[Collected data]
Start of Block

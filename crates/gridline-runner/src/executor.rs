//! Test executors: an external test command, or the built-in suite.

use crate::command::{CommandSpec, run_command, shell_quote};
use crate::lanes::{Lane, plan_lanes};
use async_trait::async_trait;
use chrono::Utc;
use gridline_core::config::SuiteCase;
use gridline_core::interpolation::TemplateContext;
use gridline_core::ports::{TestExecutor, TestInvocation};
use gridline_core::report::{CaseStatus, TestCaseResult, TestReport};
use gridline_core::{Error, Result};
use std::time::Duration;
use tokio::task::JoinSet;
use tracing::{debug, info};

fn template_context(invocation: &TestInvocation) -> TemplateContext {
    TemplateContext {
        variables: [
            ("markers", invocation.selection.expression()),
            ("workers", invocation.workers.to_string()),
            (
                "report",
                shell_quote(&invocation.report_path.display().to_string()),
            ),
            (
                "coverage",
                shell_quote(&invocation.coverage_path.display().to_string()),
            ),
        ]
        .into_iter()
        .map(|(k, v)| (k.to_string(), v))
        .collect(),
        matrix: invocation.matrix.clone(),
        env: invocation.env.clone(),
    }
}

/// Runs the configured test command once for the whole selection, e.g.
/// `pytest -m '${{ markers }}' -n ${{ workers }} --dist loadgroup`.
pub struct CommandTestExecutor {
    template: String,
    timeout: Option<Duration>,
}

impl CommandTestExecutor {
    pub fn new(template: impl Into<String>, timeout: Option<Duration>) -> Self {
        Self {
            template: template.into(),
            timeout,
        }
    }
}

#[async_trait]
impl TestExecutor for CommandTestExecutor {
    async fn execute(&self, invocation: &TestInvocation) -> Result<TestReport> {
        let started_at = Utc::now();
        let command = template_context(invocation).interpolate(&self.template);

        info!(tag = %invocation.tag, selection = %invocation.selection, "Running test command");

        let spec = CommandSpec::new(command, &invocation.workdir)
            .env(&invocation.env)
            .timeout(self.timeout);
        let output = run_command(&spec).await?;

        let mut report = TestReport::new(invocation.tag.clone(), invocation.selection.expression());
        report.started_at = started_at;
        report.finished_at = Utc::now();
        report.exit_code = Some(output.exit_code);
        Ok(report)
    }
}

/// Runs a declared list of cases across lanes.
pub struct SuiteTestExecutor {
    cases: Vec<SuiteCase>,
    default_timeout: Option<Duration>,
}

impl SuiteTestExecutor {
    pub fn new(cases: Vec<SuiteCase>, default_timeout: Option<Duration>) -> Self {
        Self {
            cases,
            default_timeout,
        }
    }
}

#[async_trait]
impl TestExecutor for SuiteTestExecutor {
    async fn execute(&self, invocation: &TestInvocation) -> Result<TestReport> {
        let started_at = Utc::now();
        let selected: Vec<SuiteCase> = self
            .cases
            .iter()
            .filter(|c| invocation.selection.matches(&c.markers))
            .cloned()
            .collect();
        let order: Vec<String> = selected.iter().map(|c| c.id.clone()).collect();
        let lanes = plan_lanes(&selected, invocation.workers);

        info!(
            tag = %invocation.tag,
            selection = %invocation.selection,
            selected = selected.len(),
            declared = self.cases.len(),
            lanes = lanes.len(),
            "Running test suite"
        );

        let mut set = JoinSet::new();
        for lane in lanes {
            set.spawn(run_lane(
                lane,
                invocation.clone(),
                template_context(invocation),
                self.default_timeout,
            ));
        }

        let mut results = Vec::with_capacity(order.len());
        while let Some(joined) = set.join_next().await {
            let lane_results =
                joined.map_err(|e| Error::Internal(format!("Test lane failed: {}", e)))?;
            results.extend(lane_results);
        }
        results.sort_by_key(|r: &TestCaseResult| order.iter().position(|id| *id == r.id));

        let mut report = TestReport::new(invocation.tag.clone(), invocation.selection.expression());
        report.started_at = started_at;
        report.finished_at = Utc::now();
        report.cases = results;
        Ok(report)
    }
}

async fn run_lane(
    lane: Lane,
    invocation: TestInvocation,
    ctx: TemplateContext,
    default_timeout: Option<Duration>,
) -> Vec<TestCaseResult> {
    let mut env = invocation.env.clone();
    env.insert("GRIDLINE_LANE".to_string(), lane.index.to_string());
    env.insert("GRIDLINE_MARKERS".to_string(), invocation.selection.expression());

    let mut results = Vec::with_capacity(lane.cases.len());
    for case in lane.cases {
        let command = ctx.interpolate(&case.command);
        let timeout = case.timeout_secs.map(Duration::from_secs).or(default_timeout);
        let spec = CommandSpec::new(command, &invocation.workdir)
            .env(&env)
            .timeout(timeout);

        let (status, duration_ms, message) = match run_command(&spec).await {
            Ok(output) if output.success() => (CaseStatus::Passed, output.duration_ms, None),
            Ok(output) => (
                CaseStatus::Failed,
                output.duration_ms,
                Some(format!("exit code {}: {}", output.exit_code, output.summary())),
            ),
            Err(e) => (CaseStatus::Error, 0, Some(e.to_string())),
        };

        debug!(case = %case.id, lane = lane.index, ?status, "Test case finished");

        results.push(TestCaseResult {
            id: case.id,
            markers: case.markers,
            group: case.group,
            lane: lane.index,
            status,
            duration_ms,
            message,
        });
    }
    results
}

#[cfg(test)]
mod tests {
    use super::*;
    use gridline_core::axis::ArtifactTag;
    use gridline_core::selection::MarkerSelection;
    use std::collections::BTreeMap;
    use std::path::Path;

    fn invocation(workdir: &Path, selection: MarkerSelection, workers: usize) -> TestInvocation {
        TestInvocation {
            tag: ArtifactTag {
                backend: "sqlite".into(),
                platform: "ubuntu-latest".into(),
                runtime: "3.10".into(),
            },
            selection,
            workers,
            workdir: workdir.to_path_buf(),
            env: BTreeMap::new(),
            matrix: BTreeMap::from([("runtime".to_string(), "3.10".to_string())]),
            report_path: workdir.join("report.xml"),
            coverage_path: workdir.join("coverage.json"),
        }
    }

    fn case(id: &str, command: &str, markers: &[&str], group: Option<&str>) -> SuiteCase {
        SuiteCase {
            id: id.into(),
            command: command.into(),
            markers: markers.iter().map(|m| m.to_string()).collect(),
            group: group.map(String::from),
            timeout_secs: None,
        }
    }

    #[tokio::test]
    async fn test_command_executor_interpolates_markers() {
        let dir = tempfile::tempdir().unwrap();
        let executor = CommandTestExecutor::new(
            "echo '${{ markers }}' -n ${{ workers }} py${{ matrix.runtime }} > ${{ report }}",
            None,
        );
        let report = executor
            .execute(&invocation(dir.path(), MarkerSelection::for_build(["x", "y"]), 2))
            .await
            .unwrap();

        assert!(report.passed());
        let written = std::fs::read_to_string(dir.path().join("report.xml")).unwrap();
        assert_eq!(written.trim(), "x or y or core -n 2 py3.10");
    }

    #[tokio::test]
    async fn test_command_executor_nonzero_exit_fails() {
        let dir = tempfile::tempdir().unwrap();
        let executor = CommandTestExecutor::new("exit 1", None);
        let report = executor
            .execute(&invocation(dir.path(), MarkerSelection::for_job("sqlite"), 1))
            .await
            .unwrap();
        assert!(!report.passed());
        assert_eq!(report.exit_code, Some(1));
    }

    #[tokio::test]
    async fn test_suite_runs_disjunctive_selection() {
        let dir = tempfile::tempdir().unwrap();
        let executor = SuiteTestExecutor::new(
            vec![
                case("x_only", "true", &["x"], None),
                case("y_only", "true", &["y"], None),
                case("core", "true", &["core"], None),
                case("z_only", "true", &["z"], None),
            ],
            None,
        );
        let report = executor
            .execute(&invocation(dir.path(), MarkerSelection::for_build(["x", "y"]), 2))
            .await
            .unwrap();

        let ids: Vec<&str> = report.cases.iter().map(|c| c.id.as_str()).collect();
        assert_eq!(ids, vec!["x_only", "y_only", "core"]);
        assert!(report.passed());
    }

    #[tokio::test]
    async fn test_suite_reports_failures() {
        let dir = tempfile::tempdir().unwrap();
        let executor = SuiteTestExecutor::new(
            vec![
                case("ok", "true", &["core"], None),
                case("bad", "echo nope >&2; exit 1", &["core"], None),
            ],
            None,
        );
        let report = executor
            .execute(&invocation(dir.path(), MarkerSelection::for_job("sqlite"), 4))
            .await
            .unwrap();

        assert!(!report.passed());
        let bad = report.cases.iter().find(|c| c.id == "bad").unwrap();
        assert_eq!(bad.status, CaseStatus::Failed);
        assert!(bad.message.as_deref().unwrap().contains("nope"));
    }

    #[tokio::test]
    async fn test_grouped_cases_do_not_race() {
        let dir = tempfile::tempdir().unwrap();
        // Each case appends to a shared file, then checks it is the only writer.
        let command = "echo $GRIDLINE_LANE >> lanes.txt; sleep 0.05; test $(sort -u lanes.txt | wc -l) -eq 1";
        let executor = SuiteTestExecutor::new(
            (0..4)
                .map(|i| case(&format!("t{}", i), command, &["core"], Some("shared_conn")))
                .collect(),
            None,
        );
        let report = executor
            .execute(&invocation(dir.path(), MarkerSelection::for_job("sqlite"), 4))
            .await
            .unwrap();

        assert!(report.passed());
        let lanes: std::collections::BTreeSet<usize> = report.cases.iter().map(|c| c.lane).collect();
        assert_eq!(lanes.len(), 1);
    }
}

End of Block

**Work to complete:** For each line above that contains "sqlite", make a copy.

**Expected output:**
                backend: "sqlite".into(),
            .execute(&invocation(dir.path(), MarkerSelection::for_job("sqlite"), 1))
            .execute(&invocation(dir.path(), MarkerSelection::for_job("sqlite"), 4))
            .execute(&invocation(dir.path(), MarkerSelection::for_job("sqlite"), 4))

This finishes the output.